### Work to complete
In the listing below, find the line holding "self.templates.is_empty()" and the line holding "filename fuzz/fuzz_targets/fuzz_misbehavior_quantifier.rs". Write out those two lines and all lines between, exactly, and nothing more.

### Recorded data
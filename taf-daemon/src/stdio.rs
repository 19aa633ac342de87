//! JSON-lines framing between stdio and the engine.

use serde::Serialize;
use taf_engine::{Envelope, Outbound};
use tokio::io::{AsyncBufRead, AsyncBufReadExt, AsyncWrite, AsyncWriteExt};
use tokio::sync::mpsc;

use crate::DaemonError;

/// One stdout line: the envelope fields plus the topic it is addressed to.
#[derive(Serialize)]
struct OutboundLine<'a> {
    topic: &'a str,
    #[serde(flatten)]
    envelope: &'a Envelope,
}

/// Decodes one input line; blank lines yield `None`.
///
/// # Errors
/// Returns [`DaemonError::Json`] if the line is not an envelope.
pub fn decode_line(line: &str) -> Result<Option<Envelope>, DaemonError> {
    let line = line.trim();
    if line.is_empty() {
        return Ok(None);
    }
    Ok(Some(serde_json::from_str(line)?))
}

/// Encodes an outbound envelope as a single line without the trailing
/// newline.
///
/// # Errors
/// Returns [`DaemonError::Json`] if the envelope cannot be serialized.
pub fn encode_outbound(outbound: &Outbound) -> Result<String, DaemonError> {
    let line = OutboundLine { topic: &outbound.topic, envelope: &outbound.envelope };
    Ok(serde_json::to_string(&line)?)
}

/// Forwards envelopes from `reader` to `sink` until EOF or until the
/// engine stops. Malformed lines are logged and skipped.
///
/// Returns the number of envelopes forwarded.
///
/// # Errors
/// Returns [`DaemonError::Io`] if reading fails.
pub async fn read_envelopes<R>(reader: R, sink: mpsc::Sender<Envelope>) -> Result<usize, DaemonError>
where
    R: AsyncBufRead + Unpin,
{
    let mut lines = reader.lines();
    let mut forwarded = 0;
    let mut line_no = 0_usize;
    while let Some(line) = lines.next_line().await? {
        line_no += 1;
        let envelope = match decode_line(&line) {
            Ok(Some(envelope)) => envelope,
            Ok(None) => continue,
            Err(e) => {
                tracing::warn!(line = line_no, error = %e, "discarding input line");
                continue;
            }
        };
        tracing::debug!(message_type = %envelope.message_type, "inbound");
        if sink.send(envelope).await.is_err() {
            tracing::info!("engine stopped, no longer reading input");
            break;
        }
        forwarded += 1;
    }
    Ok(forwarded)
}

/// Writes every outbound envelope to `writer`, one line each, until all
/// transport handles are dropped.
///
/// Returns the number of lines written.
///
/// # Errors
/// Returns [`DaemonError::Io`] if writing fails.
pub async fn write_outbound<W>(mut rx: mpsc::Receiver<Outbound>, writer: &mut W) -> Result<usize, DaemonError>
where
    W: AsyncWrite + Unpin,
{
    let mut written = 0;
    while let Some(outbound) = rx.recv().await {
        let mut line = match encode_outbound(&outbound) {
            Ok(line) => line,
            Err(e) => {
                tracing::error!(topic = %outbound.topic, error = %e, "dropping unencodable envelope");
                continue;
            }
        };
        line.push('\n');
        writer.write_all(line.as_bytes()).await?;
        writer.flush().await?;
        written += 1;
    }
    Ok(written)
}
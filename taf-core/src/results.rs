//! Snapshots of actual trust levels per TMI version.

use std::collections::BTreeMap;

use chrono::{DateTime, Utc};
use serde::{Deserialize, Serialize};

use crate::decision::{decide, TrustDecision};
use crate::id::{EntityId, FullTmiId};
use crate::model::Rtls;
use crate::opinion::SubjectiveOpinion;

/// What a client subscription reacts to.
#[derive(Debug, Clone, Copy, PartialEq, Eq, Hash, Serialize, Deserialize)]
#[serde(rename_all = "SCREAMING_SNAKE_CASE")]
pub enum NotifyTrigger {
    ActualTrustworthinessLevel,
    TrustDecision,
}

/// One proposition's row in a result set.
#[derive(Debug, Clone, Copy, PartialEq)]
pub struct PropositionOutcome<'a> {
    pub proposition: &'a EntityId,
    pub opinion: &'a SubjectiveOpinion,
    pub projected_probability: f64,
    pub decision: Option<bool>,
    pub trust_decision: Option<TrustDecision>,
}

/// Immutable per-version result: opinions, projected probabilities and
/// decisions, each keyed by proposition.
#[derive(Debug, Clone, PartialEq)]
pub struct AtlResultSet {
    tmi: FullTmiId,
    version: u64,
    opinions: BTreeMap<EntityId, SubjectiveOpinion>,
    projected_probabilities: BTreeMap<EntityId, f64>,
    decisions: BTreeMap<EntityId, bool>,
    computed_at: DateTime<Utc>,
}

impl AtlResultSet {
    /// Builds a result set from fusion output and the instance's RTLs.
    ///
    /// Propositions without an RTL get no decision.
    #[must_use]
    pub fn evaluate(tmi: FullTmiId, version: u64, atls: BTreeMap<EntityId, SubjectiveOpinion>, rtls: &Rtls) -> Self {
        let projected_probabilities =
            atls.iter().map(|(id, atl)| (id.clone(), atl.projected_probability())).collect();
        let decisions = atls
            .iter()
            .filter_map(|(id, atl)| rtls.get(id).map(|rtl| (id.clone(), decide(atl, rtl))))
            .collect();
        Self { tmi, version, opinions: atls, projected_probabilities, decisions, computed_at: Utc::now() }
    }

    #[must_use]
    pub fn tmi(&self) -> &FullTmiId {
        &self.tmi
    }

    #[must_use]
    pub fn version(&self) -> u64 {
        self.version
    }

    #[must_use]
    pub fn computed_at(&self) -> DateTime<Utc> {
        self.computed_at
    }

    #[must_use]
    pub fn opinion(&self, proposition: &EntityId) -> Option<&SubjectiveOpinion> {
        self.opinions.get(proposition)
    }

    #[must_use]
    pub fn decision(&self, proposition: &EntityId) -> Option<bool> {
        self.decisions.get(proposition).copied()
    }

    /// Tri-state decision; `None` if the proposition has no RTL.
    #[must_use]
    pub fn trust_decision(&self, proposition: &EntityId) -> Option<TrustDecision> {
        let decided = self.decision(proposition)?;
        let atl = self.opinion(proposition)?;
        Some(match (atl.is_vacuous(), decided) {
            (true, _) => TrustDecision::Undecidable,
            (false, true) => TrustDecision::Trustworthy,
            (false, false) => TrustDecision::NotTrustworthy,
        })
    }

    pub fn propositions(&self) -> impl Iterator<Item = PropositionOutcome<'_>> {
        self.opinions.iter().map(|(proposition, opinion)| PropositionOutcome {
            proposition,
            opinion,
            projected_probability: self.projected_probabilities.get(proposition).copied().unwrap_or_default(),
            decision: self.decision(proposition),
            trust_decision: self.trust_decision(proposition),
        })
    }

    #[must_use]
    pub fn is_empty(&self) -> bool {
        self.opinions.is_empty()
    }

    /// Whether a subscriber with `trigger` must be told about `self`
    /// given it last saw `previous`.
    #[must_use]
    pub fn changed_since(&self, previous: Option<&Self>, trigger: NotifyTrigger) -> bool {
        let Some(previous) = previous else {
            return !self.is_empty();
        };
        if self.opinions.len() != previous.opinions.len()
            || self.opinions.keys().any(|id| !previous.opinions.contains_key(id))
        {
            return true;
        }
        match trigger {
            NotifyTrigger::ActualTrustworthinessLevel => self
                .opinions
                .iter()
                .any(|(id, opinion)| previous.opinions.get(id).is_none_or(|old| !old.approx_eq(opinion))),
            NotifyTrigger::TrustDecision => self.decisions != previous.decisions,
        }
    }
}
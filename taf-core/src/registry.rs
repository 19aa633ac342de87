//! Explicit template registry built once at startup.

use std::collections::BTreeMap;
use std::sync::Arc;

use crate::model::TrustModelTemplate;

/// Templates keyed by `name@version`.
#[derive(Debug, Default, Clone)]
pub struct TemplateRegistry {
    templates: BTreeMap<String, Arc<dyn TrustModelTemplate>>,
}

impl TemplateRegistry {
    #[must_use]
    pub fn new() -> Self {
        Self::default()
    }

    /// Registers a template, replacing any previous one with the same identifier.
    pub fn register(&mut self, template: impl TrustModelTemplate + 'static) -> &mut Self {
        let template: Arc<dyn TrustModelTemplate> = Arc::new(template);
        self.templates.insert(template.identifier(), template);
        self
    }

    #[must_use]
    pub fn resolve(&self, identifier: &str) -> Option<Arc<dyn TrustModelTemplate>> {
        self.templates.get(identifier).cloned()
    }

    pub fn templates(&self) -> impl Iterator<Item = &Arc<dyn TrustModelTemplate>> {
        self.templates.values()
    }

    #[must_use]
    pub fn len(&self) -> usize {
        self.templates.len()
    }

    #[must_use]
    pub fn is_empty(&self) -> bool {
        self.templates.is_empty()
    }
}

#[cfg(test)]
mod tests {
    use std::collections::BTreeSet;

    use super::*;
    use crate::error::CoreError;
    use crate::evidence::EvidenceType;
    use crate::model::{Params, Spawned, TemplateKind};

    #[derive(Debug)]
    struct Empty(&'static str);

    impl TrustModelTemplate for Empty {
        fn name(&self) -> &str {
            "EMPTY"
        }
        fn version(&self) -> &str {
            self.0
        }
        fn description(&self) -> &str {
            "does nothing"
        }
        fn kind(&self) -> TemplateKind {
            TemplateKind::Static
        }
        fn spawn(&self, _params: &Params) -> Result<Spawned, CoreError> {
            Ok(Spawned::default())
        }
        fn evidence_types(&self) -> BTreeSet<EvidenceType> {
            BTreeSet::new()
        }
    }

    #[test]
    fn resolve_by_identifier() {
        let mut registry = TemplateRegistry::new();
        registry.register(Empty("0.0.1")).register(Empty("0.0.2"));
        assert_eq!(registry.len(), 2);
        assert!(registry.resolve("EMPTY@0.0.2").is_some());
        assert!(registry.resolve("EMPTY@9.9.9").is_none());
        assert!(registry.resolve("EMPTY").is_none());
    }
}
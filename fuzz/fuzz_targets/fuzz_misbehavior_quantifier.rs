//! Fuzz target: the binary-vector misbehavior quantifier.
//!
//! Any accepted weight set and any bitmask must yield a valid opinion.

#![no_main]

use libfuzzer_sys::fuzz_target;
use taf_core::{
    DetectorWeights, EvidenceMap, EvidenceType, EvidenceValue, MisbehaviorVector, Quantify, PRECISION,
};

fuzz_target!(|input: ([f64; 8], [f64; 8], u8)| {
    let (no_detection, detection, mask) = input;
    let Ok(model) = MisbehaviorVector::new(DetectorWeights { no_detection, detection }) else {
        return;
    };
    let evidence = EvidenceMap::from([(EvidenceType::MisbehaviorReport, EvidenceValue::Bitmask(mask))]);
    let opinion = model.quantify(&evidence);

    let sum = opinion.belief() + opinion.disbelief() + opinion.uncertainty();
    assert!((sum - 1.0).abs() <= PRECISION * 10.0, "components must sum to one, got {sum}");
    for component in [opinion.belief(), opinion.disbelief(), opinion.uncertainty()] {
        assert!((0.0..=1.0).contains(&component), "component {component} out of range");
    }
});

### Answer box
        self.templates.is_empty()
    }
}

#[cfg(test)]
mod tests {
    use std::collections::BTreeSet;

    use super::*;
    use crate::error::CoreError;
    use crate::evidence::EvidenceType;
    use crate::model::{Params, Spawned, TemplateKind};

    #[derive(Debug)]
    struct Empty(&'static str);

    impl TrustModelTemplate for Empty {
        fn name(&self) -> &str {
            "EMPTY"
        }
        fn version(&self) -> &str {
            self.0
        }
        fn description(&self) -> &str {
            "does nothing"
        }
        fn kind(&self) -> TemplateKind {
            TemplateKind::Static
        }
        fn spawn(&self, _params: &Params) -> Result<Spawned, CoreError> {
            Ok(Spawned::default())
        }
        fn evidence_types(&self) -> BTreeSet<EvidenceType> {
            BTreeSet::new()
        }
    }

    #[test]
    fn resolve_by_identifier() {
        let mut registry = TemplateRegistry::new();
        registry.register(Empty("0.0.1")).register(Empty("0.0.2"));
        assert_eq!(registry.len(), 2);
        assert!(registry.resolve("EMPTY@0.0.2").is_some());
        assert!(registry.resolve("EMPTY@9.9.9").is_none());
        assert!(registry.resolve("EMPTY").is_none());
    }
}
filename fuzz/fuzz_targets/fuzz_misbehavior_quantifier.rs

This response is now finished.